Podía buscarse ayudantes, que el Cielo está lleno de buenas personas que harían de voluntarios. Al final todo es cuestión de creer o no creer.

Así que si en el 2020 castigamos a una persona por no creer en algo e insultar además a lo que no cree, parece una escena de clase de preescolar. Con un manotazo suave en la mano o con dejarlo sin televisión durante media hora para que no arme mucho follón podría ser suficiente. O a lo sumo un grito fuerte: –¡¡caca, coño!!

17.2.20

No es tristeza, es falta de energía para engañarme

Somos lo que somos por los demás, por el poso que nos van dejando dentro todos los que nos rodean incluido tú. Nos ponemos encima todo lo que vemos y nos influye como una capa de polvo del bueno que nos va curtiendo. 

Hablamos el idioma que nos tocó hablar, comemos los platos de nuestros antepasados, es invierno o verano dependiendo de dónde nacieron nuestros bisabuelos. 

Creemos conocer a cientos de personas con las que nos saludamos, pero si en vez de nacer en Zaragoza hubiéramos nacido en Marraquech, conoceríamos y nos trataríamos con otras muy distintas.

Incluso algunos de nosotros hemos visto distintas banderas en nuestra vida, sin que esos telares nos cambiaran la vida cuando ellos se convertían en una cosa o en la contraria. 

En realidad tampoco es que seamos mucho, pues estamos paseando por todo lo construido por otros y nuestra única labor es mantenerlo y si acaso mejorarlo un poco. 

Nunca estropearlo. 

Nos creamos lo más importante del mundo, pues en realidad para nosotros mismo lo somos, y es mejor seguir engañados para poder sonreír de vez en cuando. Pero lo único que nos pertenece de veras es el tiempo. Nosotros.

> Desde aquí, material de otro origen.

//! Error types for ERP access

#[derive(Debug, thiserror::Error)]
pub enum TotvsError {
    #[error("ERP database error: {0}")]
    Database(#[from] sqlx::Error),

    #[error("ERP database error: {0}")]
    SqlServer(#[from] tiberius::error::Error),

    #[error("ERP connection error: {0}")]
    Io(#[from] std::io::Error),

    #[error("Invalid ERP database url: {0}")]
    InvalidUrl(String),

    #[error("Unsupported ERP database url: {0}")]
    UnsupportedUrl(String),

    #[error("ERP source is not configured")]
    NotConfigured,
}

Si te vas a una isla desierta, el dinero no sirve para nada

El otro día reflexionaba sobre lo que me llevaría a una isla desierta. Mi esposa sí se quiere ir a una isla desierta, yo no tanto. Y curiosamente no me interesaría llevarme lo que en esa isla donde vivimos con muchas personas que nos rodea, más valoramos. 

El dinero no nos serviría para nada en una isla desierta. El dinero no compra felicidad, ni entretenimiento, ni supervivencia, ni salud. El dinero solo vale donde hay más dinero. 

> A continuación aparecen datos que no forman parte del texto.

use axum::{
    extract::{Multipart, Path, Query, State},
    http::StatusCode,
    Json,
};

use super::{field_bytes, field_text, multipart_error};
use crate::auth::AuthUser;
use crate::error::AppResult;
use crate::models::{
    parse_ids, Action, Invoice, InvoiceFile, InvoiceFilter, InvoiceForm, NewInvoice, Page,
    PageParams, Perm, UpdateInvoice,
};
use crate::state::AppState;

const fn invoice_perm(action: Action) -> Perm {
    Perm::new("invoice", "invoice", action)
}

/// Collect the invoice form. `assets` may be repeated or comma separated.
async fn read_form(mut multipart: Multipart) -> AppResult<NewInvoice> {
    let mut invoice = NewInvoice::default();
    while let Some(field) = multipart.next_field().await.map_err(multipart_error)? {
        match field.name() {
            Some("number") => invoice.number = field_text(field).await?,
            Some("assets") => {
                let ids = field_text(field).await?;
                invoice.assets.extend(parse_ids(Some(&ids)));
            }
            Some("file") => {
                let file_name = field.file_name().unwrap_or("invoice").to_string();
                let bytes = field_bytes(field).await?;
                if !bytes.is_empty() {
                    invoice.file = Some(InvoiceFile { file_name, bytes });
                }
            }
            _ => {}
        }
    }
    Ok(invoice)
}

#[utoipa::path(
    post,
    path = "/api/v1/invoice/invoices/",
    tag = "invoice",
    request_body(content = InvoiceForm, content_type = "multipart/form-data"),
    responses(
        (status = 201, description = "Invoice created", body = Invoice),
        (status = 400, description = "Validation errors")
    )
)]
pub async fn create_invoice(
    State(state): State<AppState>,
    user: AuthUser,
    multipart: Multipart,
) -> AppResult<(StatusCode, Json<Invoice>)> {
    user.require(&[invoice_perm(Action::Add)])?;
    let form = read_form(multipart).await?;
    let invoice = state.invoices.create_invoice(&user, form).await?;
    Ok((StatusCode::CREATED, Json(invoice)))
}

#[utoipa::path(
    get,
    path = "/api/v1/invoice/invoices/",
    tag = "invoice",
    params(InvoiceFilter, PageParams),
    responses((status = 200, description = "Invoices", body = inline(Page<Invoice>)))
)]
pub async fn list_invoices(
    State(state): State<AppState>,
    user: AuthUser,
    Query(filter): Query<InvoiceFilter>,
    Query(page): Query<PageParams>,
) -> AppResult<Json<Page<Invoice>>> {
    user.require(&[invoice_perm(Action::View)])?;
    Ok(Json(state.invoices.list_invoices(&filter, page).await?))
}

#[utoipa::path(
    get,
    path = "/api/v1/invoice/invoices/{id}/",
    tag = "invoice",
    params(("id" = i64, Path, description = "Invoice id")),
    responses(
        (status = 200, description = "Invoice", body = Invoice),
        (status = 404, description = "Invoice not found")
    )
)]
pub async fn get_invoice(
    State(state): State<AppState>,
    user: AuthUser,
    Path(id): Path<i64>,
) -> AppResult<Json<Invoice>> {
    user.require(&[invoice_perm(Action::View)])?;
    Ok(Json(state.invoices.get_invoice(id).await?))
}

#[utoipa::path(
    patch,
    path = "/api/v1/invoice/invoices/{id}/",
    tag = "invoice",
    params(("id" = i64, Path, description = "Invoice id")),
    request_body = UpdateInvoice,
    responses(
        (status = 200, description = "Updated invoice", body = Invoice),
        (status = 404, description = "Invoice not found")
    )
)]
pub async fn update_invoice(
    State(state): State<AppState>,
    user: AuthUser,
    Path(id): Path<i64>,
    Json(payload): Json<UpdateInvoice>,
) -> AppResult<Json<Invoice>> {
    user.require(&[invoice_perm(Action::Edit)])?;
    Ok(Json(state.invoices.update_invoice(&user, id, payload).await?))
}

#[utoipa::path(
    delete,
    path = "/api/v1/invoice/invoices/{id}/",
    tag = "invoice",
    params(("id" = i64, Path, description = "Invoice id")),
    responses(
        (status = 204, description = "Invoice deleted"),
        (status = 404, description = "Invoice not found")
    )
)]
pub async fn delete_invoice(
    State(state): State<AppState>,
    user: AuthUser,
    Path(id): Path<i64>,
) -> AppResult<StatusCode> {
    user.require(&[invoice_perm(Action::Delete)])?;
    state.invoices.delete_invoice(&user, id).await?;
    Ok(StatusCode::NO_CONTENT)
}

#[cfg(test)]
mod tests {
    use axum::body::Body;
    use axum::http::{header, Request, StatusCode};
    use http_body_util::BodyExt;
    use tower::ServiceExt;

    use crate::api::handlers::test_support::{app, login, send};
    use crate::testing::Fixtures;

    #[tokio::test]
    async fn test_create_invoice_from_form() {
        let (app, state) = app().await;
        let group = Fixtures::group(&state.db, "MASTER", &[]).await;
        Fixtures::user_in_group(&state.db, "ana", group).await;
        let first = Fixtures::asset(&state.db, "NB-301").await;
        let second = Fixtures::asset(&state.db, "NB-302").await;
        let token = login(&app, "ana").await;

        let boundary = "nf-boundary";
        let body = format!(
            "--{b}\r\nContent-Disposition: form-data; name=\"number\"\r\n\r\nNF-301\r\n\
             --{b}\r\nContent-Disposition: form-data; name=\"assets\"\r\n\r\n{first},{second}\r\n\
             --{b}\r\nContent-Disposition: form-data; name=\"file\"; filename=\"nf.pdf\"\r\nContent-Type: application/pdf\r\n\r\n%PDF-1.4\r\n\
             --{b}--\r\n",
            b = boundary,
            first = first,
            second = second
        );
        let request = Request::builder()
            .method("POST")
            .uri("/api/v1/invoice/invoices/")
            .header(header::AUTHORIZATION, format!("Bearer {}", token))
            .header(
                header::CONTENT_TYPE,
                format!("multipart/form-data; boundary={}", boundary),
            )
            .body(Body::from(body))
            .unwrap();

        let response = app.clone().oneshot(request).await.unwrap();
        assert_eq!(response.status(), StatusCode::CREATED);
        let bytes = response.into_body().collect().await.unwrap().to_bytes();
        let invoice: serde_json::Value = serde_json::from_slice(&bytes).unwrap();
        assert_eq!(invoice["number"], "NF-301");
        assert_eq!(invoice["fileName"], "nf.pdf");
        assert_eq!(invoice["assets"].as_array().unwrap().len(), 2);

        let uri = format!("/api/v1/invoice/invoices/{}/", invoice["id"]);
        let (status, _) = send(&app, "DELETE", &uri, Some(&token), None).await;
        assert_eq!(status, StatusCode::NO_CONTENT);
        let (status, body) = send(&app, "GET", &uri, Some(&token), None).await;
        assert_eq!(status, StatusCode::NOT_FOUND);
        assert_eq!(body["field"], "invoiceId");
    }
}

Si vas a un lugar donde no hay dinero, no vale para nada. Un papel en blanco para escribir tiene más valor. Un lápiz, una aspirina, un calzoncillo, una tirita, un vaso valen mucho más que un millón de papeles viejos ya usados. 

En los últimos tiempos el dinero no sirve ya casi ni para comprar tiempo. Incluso viendo como se lo gastan algunos ha perdido su valor real. El dinero vale en horas o minutos de trabajo. Ese es el cambio real.

Yo conocí a un tipo casi joven al que le importaban un huevo las multas de tráfico por velocidad, lo dramática era que lo pararan y le hicieran perder el tiempo según decía. 

Para este tipo fue tremendo cuando pusieron el Carnet por puntos pues su dinero ya no le servía para comprar su derecho a conducir peligrosamente. 

Al final parte de sus empresas dejaron de fabricar dinero y él fue perdiendo horas de su vida, de esa libertad por hacer lo que le salía del bolsillo. Dios no existe, pero a veces lo parece.